I am doing a lot of work on my next book. A lot of it is about polishing. One of the reasons I have a blog is so that I can put out ideas which are unpolished. Here are some rough ones. Enjoy.
When you perform improv theater in front of an audience that wants you to get better, the audience can see when you listen to your inner critic. The audience will give you instant "we love you," signals, or "we are going to eat you" predatory feed-back—or dead silence. Read Rory Miller's post on killing the inner sensei.
Your inner critic will tell you to look before you leap, and you need that sometimes. But in theater you can clear away even the most primitive versions of it. To give an extreme example, your inner critic will stop you from eating shit on a stage. A sane audience probably does not want to watch you eat it either. But if you are snooty, they will at least want to see your reaction when you taste it. (or eat it without knowing, especially if you enjoy it.)
I wonder if the inner critic is like a taboo creator. It separates the Whole Foods people from the McDonalds people. It pushes us into groups because tight knit groups have an evolutionary survival advantage. Rational and irrational reasons exist side-by-side with equal power to persuade. Living around other people is a mine-field of rational and irrational reasons for doing or not doing and we put these into our own heads to motivate and de-motivate ourselves. It is a briar patch life.

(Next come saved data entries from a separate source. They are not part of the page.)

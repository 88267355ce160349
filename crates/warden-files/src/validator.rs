//! Per-file verdict pipeline
//!
//! Stages run in a fixed order:
//!
//! 1. dangerous denylist (extension, MIME type, config file names)
//! 2. allowed-type match, which decides the [`FileCategory`]
//! 3. size, file name length, NUL bytes and traversal sequences
//! 4. image dimensions
//! 5. magic-byte signature against the declared MIME type
//! 6. heuristic scan of the name and content
//! 7. caller-supplied rules
//!
//! Validation stops at the first error unless `strict_mode` asks for every
//! error to be collected. A denylist hit always stops immediately. The
//! verdict is a pure function of name, declared MIME type, bytes and
//! options.

use serde::{Deserialize, Serialize};
use std::sync::Arc;
use std::time::Duration;
use tracing::{debug, warn};
use warden_core::{Error, FileCategory, RejectionCode, Result};

use crate::denylist::{is_dangerous_extension, is_dangerous_filename, is_dangerous_mime};
use crate::image::read_dimensions;
use crate::scan::{ScanSeverity, scan};
use crate::signature::{SIGNATURE_READ_LEN, SignatureCheck, SignatureTable, normalize_mime};
use crate::source::{FileSource, load_with_timeout};
use crate::types::{FileTypeRule, FileTypeTable, TypeMatch, extension_of, mime_for_extension};

/// One error or warning in a verdict
#[derive(Debug, Clone, PartialEq, Eq, Serialize, Deserialize)]
pub struct FileIssue {
    pub code: RejectionCode,
    pub message: String,
}

impl FileIssue {
    pub fn new(code: RejectionCode, message: impl Into<String>) -> Self {
        Self {
            code,
            message: message.into(),
        }
    }
}

/// Outcome of validating one file
#[derive(Debug, Clone, PartialEq, Eq, Serialize, Deserialize)]
pub struct FileVerdict {
    pub file_name: String,
    pub is_valid: bool,
    pub errors: Vec<FileIssue>,
    pub warnings: Vec<FileIssue>,
    pub category: Option<FileCategory>,
    /// MIME type recognised from the leading bytes, if any
    pub detected_mime: Option<String>,
    pub dimensions: Option<(u32, u32)>,
    pub size: u64,
}

impl FileVerdict {
    pub fn first_error(&self) -> Option<&FileIssue> {
        self.errors.first()
    }

    pub fn error_codes(&self) -> Vec<RejectionCode> {
        self.errors.iter().map(|e| e.code).collect()
    }

    pub fn has_error(&self, code: RejectionCode) -> bool {
        self.errors.iter().any(|e| e.code == code)
    }

    /// The verdict itself when valid, otherwise its first error
    pub fn into_result(self) -> Result<FileVerdict> {
        if let Some(issue) = self.errors.first() {
            return Err(Error::FileRejected {
                reason: issue.code,
                detail: format!("{}: {}", self.file_name, issue.message),
            });
        }
        Ok(self)
    }
}

/// What a custom rule gets to look at
#[derive(Debug, Clone, Copy)]
pub struct FileInput<'a> {
    pub name: &'a str,
    pub mime: &'a str,
    pub extension: Option<&'a str>,
    pub category: Option<FileCategory>,
    pub bytes: &'a [u8],
}

/// Errors and warnings added by a custom rule
#[derive(Debug, Clone, Default, PartialEq, Eq)]
pub struct RuleOutcome {
    pub errors: Vec<String>,
    pub warnings: Vec<String>,
}

impl RuleOutcome {
    pub fn pass() -> Self {
        Self::default()
    }

    pub fn error(message: impl Into<String>) -> Self {
        Self {
            errors: vec![message.into()],
            warnings: Vec::new(),
        }
    }

    pub fn warning(message: impl Into<String>) -> Self {
        Self {
            errors: Vec::new(),
            warnings: vec![message.into()],
        }
    }
}
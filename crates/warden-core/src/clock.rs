//! Time source for windowed tables
//!
//! Sliding windows only ever compare timestamps produced by the same clock,
//! so tests can drive window expiry with a [`ManualClock`] instead of
//! sleeping.

use chrono::{DateTime, Duration, Utc};
use parking_lot::Mutex;
use std::sync::Arc;

/// Source of the current time
pub trait Clock: Send + Sync {
    /// Current instant in UTC
    fn now(&self) -> DateTime<Utc>;
}

/// Wall-clock time
#[derive(Debug, Clone, Copy, Default)]
pub struct SystemClock;

impl Clock for SystemClock {
    fn now(&self) -> DateTime<Utc> {
        Utc::now()
    }
}

/// A clock that only moves when told to
#[derive(Debug, Clone)]
pub struct ManualClock {
    current: Arc<Mutex<DateTime<Utc>>>,
}

impl ManualClock {
    /// Create a clock frozen at the given instant
    pub fn new(start: DateTime<Utc>) -> Self {
        Self {
            current: Arc::new(Mutex::new(start)),
        }
    }

    /// Create a clock frozen at the current wall-clock time
    pub fn starting_now() -> Self {
        Self::new(Utc::now())
    }

    /// Move the clock forward
    pub fn advance(&self, by: Duration) {
        let mut current = self.current.lock();
        *current += by;
    }

    /// Jump to an absolute instant
    pub fn set(&self, to: DateTime<Utc>) {
        *self.current.lock() = to;
    }
}

impl Clock for ManualClock {
    fn now(&self) -> DateTime<Utc> {
        *self.current.lock()
    }
}

/// Shared system clock handle
pub fn system_clock() -> Arc<dyn Clock> {
    Arc::new(SystemClock)
}

#[cfg(test)]
mod tests {
    use super::*;

    #[test]
    fn test_manual_clock_advances() {
        let start = Utc::now();
        let clock = ManualClock::new(start);
        assert_eq!(clock.now(), start);

        clock.advance(Duration::minutes(15));
        assert_eq!(clock.now(), start + Duration::minutes(15));

        let shared = clock.clone();
        shared.advance(Duration::seconds(1));
        assert_eq!(clock.now(), start + Duration::minutes(15) + Duration::seconds(1));
    }

    #[test]
    fn test_system_clock_moves_forward() {
        let clock = SystemClock;
        let a = clock.now();
        let b = clock.now();
        assert!(b >= a);
    }
}
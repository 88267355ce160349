//! Warden CLI
//!
//! Validates files from disk the way uploads are validated and prints the
//! batch summary as JSON. Exits with status 1 when any file is rejected.

use anyhow::Context;
use clap::Parser;
use std::path::PathBuf;
use tracing::{error, info};
use tracing_subscriber::EnvFilter;
use warden_files::{DiskFile, FileSource};
use warden_service::{SecurityConfig, SecurityService};

#[derive(Debug, Parser)]
#[command(name = "warden")]
#[command(about = "Validate files the way uploads are validated", long_about = None)]
struct Args {
    /// JSON security configuration
    #[arg(short, long, value_name = "FILE")]
    config: Option<PathBuf>,

    /// Report every error per file instead of stopping at the first
    #[arg(long)]
    strict: bool,

    /// Files to validate
    #[arg(required = true, value_name = "PATH")]
    paths: Vec<PathBuf>,
}

#[tokio::main]
async fn main() -> anyhow::Result<()> {
    let args = Args::parse();

    let mut config = match &args.config {
        Some(path) => SecurityConfig::from_file(path)
            .with_context(|| format!("failed to load {}", path.display()))?,
        None => SecurityConfig::default(),
    };
    if args.strict {
        config = config.with_strict_uploads(true);
    }

    // Logs go to stderr so stdout stays valid JSON
    tracing_subscriber::fmt()
        .with_env_filter(
            EnvFilter::try_from_default_env().unwrap_or_else(|_| EnvFilter::new(&config.log_level)),
        )
        .with_writer(std::io::stderr)
        .init();

    let service = SecurityService::new(config).context("invalid security configuration")?;

    let mut files = Vec::with_capacity(args.paths.len());
    for path in &args.paths {
        let file = DiskFile::open(path)
            .await
            .with_context(|| format!("cannot open {}", path.display()))?;
        files.push(file);
    }
    let sources: Vec<&dyn FileSource> = files.iter().map(|f| f as &dyn FileSource).collect();

    let summary = service.validate_files(&sources).await;
    println!("{}", serde_json::to_string_pretty(&summary)?);

    if summary.is_valid() {
        info!(files = summary.valid_count, "All files accepted");
        Ok(())
    } else {
        error!(
            valid = summary.valid_count,
            invalid = summary.invalid_count,
            "Some files were rejected"
        );
        std::process::exit(1);
    }
}
//! Warden Files
//!
//! Upload validation for the security core. Every file goes through the
//! same staged pipeline and gets a [`FileVerdict`]; batches are validated
//! under a fixed concurrency cap.
//!
//! # Modules
//!
//! - `signature`: magic-byte table keyed by MIME type
//! - `types`: allowed extensions, MIME types and limits per category
//! - `denylist`: executables, scripts and server config files
//! - `image`: pixel dimensions from image headers
//! - `scan`: heuristic pattern scan (not antivirus)
//! - `filename`: collision-free, path-safe storage names
//! - `source`: in-memory and on-disk upload sources
//! - `validator`: the per-file pipeline
//! - `batch`: capped batch execution and summaries

pub mod batch;
pub mod denylist;
pub mod filename;
pub mod image;
pub mod scan;
pub mod signature;
pub mod source;
pub mod types;
pub mod validator;

pub use batch::{BatchExecutor, BatchIssue, BatchLimits, BatchSummary};
pub use filename::{
    MIN_LENGTH as MIN_FILENAME_LENGTH, SecureFilenameOptions, generate_secure_filename,
    generate_secure_filename_at,
};
pub use image::read_dimensions;
pub use scan::{ScanFinding, ScanSeverity};
pub use signature::{SIGNATURE_READ_LEN, Signature, SignatureCheck, SignatureTable};
pub use source::{DiskFile, FileSource, UploadedFile, load_with_timeout};
pub use types::{FileTypeRule, FileTypeTable, TypeMatch, mime_for_extension};
pub use validator::{
    FileInput, FileIssue, FileRule, FileValidator, FileVerdict, RuleOutcome, ValidationOptions,
};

In the Waltz, there is this idea of a threshold where you have control of the center of mass, of both you and your partner together. And if you do, they also have control. Either person can break the connection, either person can establish it. The normal categories of passive and active break down. In ritual studies we call this liminality. If you just take your partner's center and throw them against the wall, you are an a--hole. If you resist ever letting them gain control, you are missing the funnest part of the relationship. When you are so deep into the joy of dancing together that neither of you wants to stop, that is the time to test the limits. Passionate arguing has a similar threshold. Find it and hang out there. Argue your point like it is the absolute truth, or argue their point like it is the absolute truth, both work. State the most obvious thing you can think of, say something that is obviously false, both work. Play with the threshold. Trust that there is a time/event/place where truth is self-revealing.
The more intimacy there is, the more potential for betrayal.
One of the purposes of Chinese Opera was to educate the Gods. The goal was to teach them ethical values and behavior. This is obvious when you look at the content of Chinese theater and you know that a popular term for it was, "putting on a show for the gods." Think about that, Chinese gods need to be taught how to be good.
Yet we in West and perhaps modern people in general, are obsessed with the supremacy of rational arguments. People ask me if the Daoists believed the gods were real. I have to explain that the word "Fake" in Chinese, means "emptiness" and is the highest expression of divinity. It is also the word used for a fake punch used to draw out your opponent, and the word used for lack of tone in medical texts. In that context, how can one even think the idea, "are the gods real?" obviously the answer is yes and no and maybe.
My sister, who does science-magic at the government-corporate level, is an expert at getting working science-fiction tested for legal release into the commercial world. This stuff is super powerful and will heal millions of people, probably billions, and it costs millions of dollars and years of work to jump it through the official government hoops. Anyway, China wants her stuff too, and like most governments they require tons and tons of data and documentation. Well she hired a Chinese company for the project and they faked the data. And she caught them. And fired them. And then she asked me, why on God's Earth would they do that?
You can not teach people about history or religion without cleaning out their filter first. People have a filter that stops them from being able to understand Chinese religion. Naturally the elements of Chinese martial arts which are religious are difficult for people to see because their filter is full. It is like a laundry dryer, if you forget to clean the filter the laundry will just spin around in there and never get dry. (I wasn't sure about this analogy either. So I googled it. It is legit, but a lot of people are worried about setting their clothes on fire too.)
The Speed of Perception
The speed of our visual refresh rate is normally constant. It is part of our sense of time. It is also energy expenditure sensitive. In emergencies, like during a car crash, our refresh rate can speed up so much that it feels like time is slowing down. But this is exhausting, we need a lot of rest and sleep after such an event. Violent encounters are also like this--time often slows down. This raises two major questions for me. 1) Is that the real reason Tai Chi is done slowly? Is it because it mimics the feeling of time slowing down? 2) What about slowing down the refresh rate so that we experience time speeding up? Is that a side goal of meditation and ritual? Does it conserve energy?